Saved data entries:
>>>

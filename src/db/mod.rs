use sqlx::migrate::Migrator;
use sqlx::postgres::{PgPool, PgPoolOptions};
use std::path::Path;

use crate::config::Config;

pub async fn create_pool(config: &Config) -> Result<PgPool, sqlx::Error> {
    PgPoolOptions::new()
        .max_connections(5)
        .connect(&config.database_url)
        .await
}

/// Applies the SQL files under `./migrations`.
pub async fn run_migrations(pool: &PgPool) -> anyhow::Result<()> {
    let migrator = Migrator::new(Path::new("./migrations")).await?;
    migrator.run(pool).await?;
    tracing::info!("Database migrations completed");
    Ok(())
}
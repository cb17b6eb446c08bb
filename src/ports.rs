//! Persistence port for transactions, their groups and payment methods.
//! Adapters live in `crate::adapters`.

use async_trait::async_trait;
use thiserror::Error;
use uuid::Uuid;

use crate::domain::{PaymentMethod, Transaction};

#[derive(Error, Debug)]
pub enum StoreError {
    #[error("Not found: {0}")]
    NotFound(String),
    /// The group changed since it was read.
    #[error("Group {root_id} is no longer at version {expected_version}")]
    Conflict { root_id: Uuid, expected_version: i64 },
    /// A transaction with this id or idempotency key already exists.
    #[error("Transaction {0} already exists")]
    Duplicate(Uuid),
    #[error("Database error: {0}")]
    Database(#[from] sqlx::Error),
    #[error("Stored data is corrupt: {0}")]
    Corrupt(String),
}

pub type StoreResult<T> = Result<T, StoreError>;

/// All records of one group plus the version they were read at.
#[derive(Debug, Clone)]
pub struct GroupSnapshot {
    pub root_id: Uuid,
    pub transactions: Vec<Transaction>,
    pub version: i64,
}

/// Reserves a pending transaction in its group ahead of the gateway call.
#[derive(Debug, Clone)]
pub struct GroupWrite {
    pub transaction: Transaction,
    /// Group the transaction joins. Equal to the transaction id for a root.
    pub root_id: Uuid,
    /// `None` opens a new group; `Some(v)` requires the group to still be at
    /// version `v`.
    pub expected_version: Option<i64>,
}

/// Settles a pending reservation with the gateway outcome, together with its
/// side effects.
#[derive(Debug, Clone)]
pub struct OutcomeWrite {
    /// The reserved record carrying its final status and gateway fields.
    pub transaction: Transaction,
    pub root_id: Uuid,
    pub new_payment_method: Option<PaymentMethod>,
    pub touch_payment_method: Option<Uuid>,
}

#[async_trait]
pub trait TransactionStore: Send + Sync {
    async fn get_transaction(&self, id: Uuid) -> StoreResult<Option<Transaction>>;

    /// Root of the group `id` belongs to.
    async fn find_root_id(&self, id: Uuid) -> StoreResult<Uuid>;

    /// Every record reachable from `root_id`, with the group version.
    async fn fetch_group(&self, root_id: Uuid) -> StoreResult<GroupSnapshot>;

    async fn get_payment_method(&self, id: Uuid) -> StoreResult<PaymentMethod>;

    /// Records the outcome of an external verification of a payment method.
    async fn set_payment_method_verified(
        &self,
        id: Uuid,
        verified: bool,
    ) -> StoreResult<PaymentMethod>;

    /// Inserts `write` atomically and bumps the group version, failing with
    /// [`StoreError::Conflict`] when the group moved on and
    /// [`StoreError::Duplicate`] when the id or idempotency key is taken.
    async fn commit(&self, write: GroupWrite) -> StoreResult<Transaction>;

    /// Replaces a pending record with its outcome and applies the side
    /// effects in one write. Fails with [`StoreError::NotFound`] when no
    /// pending record with that id exists.
    async fn finalize(&self, write: OutcomeWrite) -> StoreResult<Transaction>;

    /// Drops a pending record whose operation never reached the gateway or
    /// was definitely not processed. Releasing a root removes its group.
    async fn release(&self, id: Uuid, root_id: Uuid) -> StoreResult<()>;
}
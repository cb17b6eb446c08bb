//! In-process coordination: one live call per transaction id, and one
//! state-mutating call per group at a time.

use std::collections::{HashMap, HashSet};
use std::sync::{Arc, Mutex, MutexGuard};
use tokio::sync::{Mutex as AsyncMutex, OwnedMutexGuard};
use uuid::Uuid;

fn lock<T>(mutex: &Mutex<T>) -> MutexGuard<'_, T> {
    // Critical sections below never panic; recover the data if one did.
    mutex.lock().unwrap_or_else(|poisoned| poisoned.into_inner())
}

/// Transaction ids with a call currently executing.
#[derive(Default)]
pub struct InFlightRegistry {
    ids: Mutex<HashSet<Uuid>>,
}

impl InFlightRegistry {
    /// Marks `id` as processing. Returns `None` when it already is.
    pub fn claim(self: &Arc<Self>, id: Uuid) -> Option<InFlightGuard> {
        if !lock(&self.ids).insert(id) {
            return None;
        }
        Some(InFlightGuard {
            registry: Arc::clone(self),
            id,
        })
    }

    #[cfg(test)]
    fn is_in_flight(&self, id: Uuid) -> bool {
        lock(&self.ids).contains(&id)
    }
}

pub struct InFlightGuard {
    registry: Arc<InFlightRegistry>,
    id: Uuid,
}

impl Drop for InFlightGuard {
    fn drop(&mut self) {
        lock(&self.registry.ids).remove(&self.id);
    }
}

/// Per-root async mutexes, created on demand and dropped when unused.
#[derive(Default)]
pub struct GroupLocks {
    locks: Mutex<HashMap<Uuid, Arc<AsyncMutex<()>>>>,
}

impl GroupLocks {
    pub async fn acquire(self: &Arc<Self>, root_id: Uuid) -> GroupGuard {
        let mutex = Arc::clone(lock(&self.locks).entry(root_id).or_default());
        let guard = mutex.clone().lock_owned().await;
        GroupGuard {
            locks: Arc::clone(self),
            root_id,
            mutex,
            guard: Some(guard),
        }
    }

    #[cfg(test)]
    fn len(&self) -> usize {
        lock(&self.locks).len()
    }
}

pub struct GroupGuard {
    locks: Arc<GroupLocks>,
    root_id: Uuid,
    mutex: Arc<AsyncMutex<()>>,
    guard: Option<OwnedMutexGuard<()>>,
}

impl Drop for GroupGuard {
    fn drop(&mut self) {
        let mut locks = lock(&self.locks.locks);
        self.guard.take();
        // Only the map and this guard still reference the mutex.
        if Arc::strong_count(&self.mutex) == 2 {
            locks.remove(&self.root_id);
        }
    }
}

<<<

▶ [Task prompt]: For the lines above, output exactly those from the line containing "together with its" through the line containing "applies the side", and skip the others.

▶ [Task result]:
/// Settles a pending reservation with the gateway outcome, together with its
/// side effects.
#[derive(Debug, Clone)]
pub struct OutcomeWrite {
    /// The reserved record carrying its final status and gateway fields.
    pub transaction: Transaction,
    pub root_id: Uuid,
    pub new_payment_method: Option<PaymentMethod>,
    pub touch_payment_method: Option<Uuid>,
}

#[async_trait]
pub trait TransactionStore: Send + Sync {
    async fn get_transaction(&self, id: Uuid) -> StoreResult<Option<Transaction>>;

    /// Root of the group `id` belongs to.
    async fn find_root_id(&self, id: Uuid) -> StoreResult<Uuid>;

    /// Every record reachable from `root_id`, with the group version.
    async fn fetch_group(&self, root_id: Uuid) -> StoreResult<GroupSnapshot>;

    async fn get_payment_method(&self, id: Uuid) -> StoreResult<PaymentMethod>;

    /// Records the outcome of an external verification of a payment method.
    async fn set_payment_method_verified(
        &self,
        id: Uuid,
        verified: bool,
    ) -> StoreResult<PaymentMethod>;

    /// Inserts `write` atomically and bumps the group version, failing with
    /// [`StoreError::Conflict`] when the group moved on and
    /// [`StoreError::Duplicate`] when the id or idempotency key is taken.
    async fn commit(&self, write: GroupWrite) -> StoreResult<Transaction>;

    /// Replaces a pending record with its outcome and applies the side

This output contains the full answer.